A novel MRI-based radiomics for preoperative prediction of lymphovascular invasion in rectal cancer.

BACKGROUND

To develop and validate a clinical-radiomics model for preoperative prediction of lymphovascular invasion (LVI) in rectal cancer.

METHODS

This retrospective study included data from 239 patients with pathologically confirmed rectal adenocarcinoma from two centers, all of whom underwent MRI examinations. Cases from the first center (n = 189) were randomly divided into a training set and an internal validation set at a 7:3 ratio, while cases from the second center (n = 50) constituted the external validation set. The clinical features and MRI imaging characteristics of the patients in the training set were analyzed. Univariate and multivariate logistic regression analyses were used to identify independent risk factors for LVI in rectal cancer, and these risk factors were then used to construct a clinical model. Regions of interest (ROIs) were delineated on T2-weighted imaging (T2WI) and diffusion-weighted imaging (DWI) sequences for feature extraction.

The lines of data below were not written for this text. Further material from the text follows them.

//! Custom Resource Definitions
//!
//! The PerformanceProfile CRD and the condition types its status carries.

mod performance_profile;
mod types;

pub use performance_profile::{
    CpuSpec, PerformanceProfile, PerformanceProfileSpec, PerformanceProfileStatus,
};
pub use types::{Condition, ConditionSet, ConditionStatus, ConditionType};
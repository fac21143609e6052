//! Naming conventions for references derived from a profile name
//!
//! The status carries two references that are computed from the profile's own
//! name: the Tuned resource (`<namespace>/<name>-<suffix>`) and the RuntimeClass
//! (`<name>-<prefix>`). They are stable once written, so the conventions must be
//! identical for every pass of the same operator build.

use serde::{Deserialize, Serialize};

use crate::{DEFAULT_COMPONENT_PREFIX, DEFAULT_TUNED_NAMESPACE, DEFAULT_TUNED_PROFILE_SUFFIX};

/// Naming configuration for derived status references
#[derive(Clone, Debug, Deserialize, Serialize, PartialEq, Eq)]
#[serde(rename_all = "camelCase", default)]
pub struct NamingConfig {
    /// Namespace holding the Tuned resources
    pub tuned_namespace: String,
    /// Suffix for the Tuned resource name
    pub tuned_profile_suffix: String,
    /// Suffix for component names such as the RuntimeClass
    pub component_prefix: String,
}

impl Default for NamingConfig {
    fn default() -> Self {
        Self {
            tuned_namespace: DEFAULT_TUNED_NAMESPACE.to_string(),
            tuned_profile_suffix: DEFAULT_TUNED_PROFILE_SUFFIX.to_string(),
            component_prefix: DEFAULT_COMPONENT_PREFIX.to_string(),
        }
    }
}

impl NamingConfig {
    /// Namespaced reference (`namespace/name`) of the Tuned resource for a profile
    pub fn tuned_ref(&self, profile_name: &str) -> String {
        format!(
            "{}/{}",
            self.tuned_namespace,
            component_name(profile_name, &self.tuned_profile_suffix)
        )
    }

    /// RuntimeClass name for a profile
    pub fn runtime_class_name(&self, profile_name: &str) -> String {
        component_name(profile_name, &self.component_prefix)
    }
}

/// Build a component name from a profile name and a fixed suffix
pub fn component_name(profile_name: &str, suffix: &str) -> String {
    format!("{profile_name}-{suffix}")
}
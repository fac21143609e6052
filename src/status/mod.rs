//! PerformanceProfile status engine
//!
//! - [`StatusResolver`] asks the condition sources in priority order and picks
//!   the conditions to publish
//! - [`StatusUpdater`] writes them, skipping writes that would only move
//!   timestamps, and records query failures as Degraded
//! - [`conditions`] builds complete condition sets and holds the reason codes

pub mod conditions;
mod degraded;
mod resolver;
mod source;
mod writer;

pub use conditions::{
    available_conditions, degraded_conditions, progressing_conditions, FailureTag,
};
pub use resolver::StatusResolver;
pub use source::{ConditionSource, FnSource, PoolRef, PoolResolver, SourceOutcome};
pub use writer::{KubeProfileStatusClient, ProfileStatusClient, StatusUpdater, UpdateOutcome};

After feature reduction and selection, the most strongly correlated features were identified, and their respective regression coefficients were calculated to construct the radiomics model. Finally, a combined clinical-radiomics model was built using a weighted linear combination of features and was visualized as a nomogram. The predictive performance of each model was quantified using receiver operating characteristics (ROC) curves and the area under the curve (AUC) in both training and validation sets, with DeLong analysis being used to compare model performance. Decision curve analysis (DCA) was used to evaluate the clinical utility of each model in the validation sets.

RESULTS

In the 239 patients, the combined model outperformed the clinical and radiomics models in predicting LVI in rectal cancer. The combined model showed excellent predictive performance in the training, internal validation, and external validation sets, with AUCs of 0.90 (0.88-0.97), 0.88 (0.78-0.99), and 0.88 (0.78-0.95), respectively. The sensitivity values were 75.9%, 68.8%, and 80.0%, respectively, and the specificity values were 90.3%, 92.7%, and 88.6%. DCA results indicated that the nomogram of the combined model had superior clinical utility compared with the clinical and radiomics models.

CONCLUSIONS

The clinical-radiomics nomogram serves as a valuable tool for non-invasive preoperative prediction of LVI status in patients with rectal cancer.